NDP questions gov’t handling of funding Metro Vancouver transit improvements

VANCOUVER (NEWS 1130) – The official provincial opposition is questioning how the government is handling the issue of funding transit improvements across Metro Vancouver.

This comes after the Mayors’ Council unveiled its plan to pay for a decade of improvements and it would include road pricing and an increase in property taxes by about $3. But this back and forth between the two sides has the NDP thinking time is being wasted.

TransLink Critic David Eby says the 10-year plan to upgrade the system is never going to get moving unless something is agreed upon and fast.

“It’s no wonder to me that the mayors must be incredibly frustrated. We’re going backwards, not forward when the federal government is standing at the border of British Columbia with a bag of infrastructure money and the province can’t get its act together to negotiate a fair deal with the mayors.”

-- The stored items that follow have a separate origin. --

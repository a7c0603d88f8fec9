//! REG-format multiply/divide block, opcode bytes `0x70` and `0x74`:
//! `mulo`/`remo`/`divo` (ordinal) and `muli`/`remi`/`modi`/`divi` (integer).

use crate::bits::bit_select;
use crate::decode::RegOperands;
use crate::env::Environment;
use crate::execute::common::{div_check, on_overflow};
use crate::state::Core;

fn reg_mulo(core: &mut Core, a: u32, b: u32, c: usize) {
    core.r[c] = a.wrapping_mul(b);
}

fn reg_divo<E: Environment>(core: &mut Core, env: &mut E, op: u32, a: u32, b: u32, c: usize) {
    if !div_check(core, env, a) {
        return;
    }
    core.r[c] = if bit_select(op, 8) { b / a } else { b % a };
}

fn reg_70<E: Environment>(core: &mut Core, env: &mut E, op: u32, r: &RegOperands) {
    if bit_select(op, 10) {
        reg_divo(core, env, op, r.a, r.b, r.c);
    } else {
        reg_mulo(core, r.a, r.b, r.c);
    }
}

fn reg_muli<E: Environment>(core: &mut Core, env: &mut E, a: u32, b: u32, c: usize) {
    let r = i64::from(a as i32) * i64::from(b as i32);
    core.r[c] = r as u32;
    on_overflow(core, env, r < i64::from(i32::MIN) || r > i64::from(i32::MAX));
}

fn reg_remi<E: Environment>(core: &mut Core, env: &mut E, op: u32, a: u32, b: u32, c: usize) {
    if !div_check(core, env, a) {
        return;
    }
    let r = (b as i32) % (a as i32);
    let modi = bit_select(op, 7);
    core.r[c] = if modi && r != 0 && ((a ^ b) as i32) < 0 {
        (r + a as i32) as u32
    } else {
        r as u32
    };
}

fn reg_divi<E: Environment>(core: &mut Core, env: &mut E, a: u32, b: u32, c: usize) {
    if !div_check(core, env, a) {
        return;
    }
    let r = (b as i32).wrapping_div(a as i32);
    core.r[c] = r as u32;
    on_overflow(core, env, ((a ^ b ^ r as u32) as i32) < 0);
}

fn reg_74<E: Environment>(core: &mut Core, env: &mut E, op: u32, r: &RegOperands) {
    if !bit_select(op, 10) {
        reg_muli(core, env, r.a, r.b, r.c);
    } else if bit_select(op, 8) {
        reg_divi(core, env, r.a, r.b, r.c);
    } else {
        reg_remi(core, env, op, r.a, r.b, r.c);
    }
}

/// Execute an opcode in the `0x70..=0x77` block.
pub fn execute<E: Environment>(core: &mut Core, env: &mut E, op: u32, r: &RegOperands) {
    if bit_select(op, 26) {
        reg_74(core, env, op, r);
    } else {
        reg_70(core, env, op, r);
    }
}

“The province has got to figure out that they can’t keep doing photo-op style re-announcements of the same deal over and over and pretend that we’re making progress. I really hope the minister does sincerely roll up his sleeves because we’ve lost another month that he had the mayors’ proposal and took no apparent action,” adds Eby.

The Minister responsible for TransLink Peter Fassbender says he will sit down with the Mayors’ Council to figure how to spend the $246 million the province is offering up, but he won’t give a timeline — saying only the money will be spent over the next three years.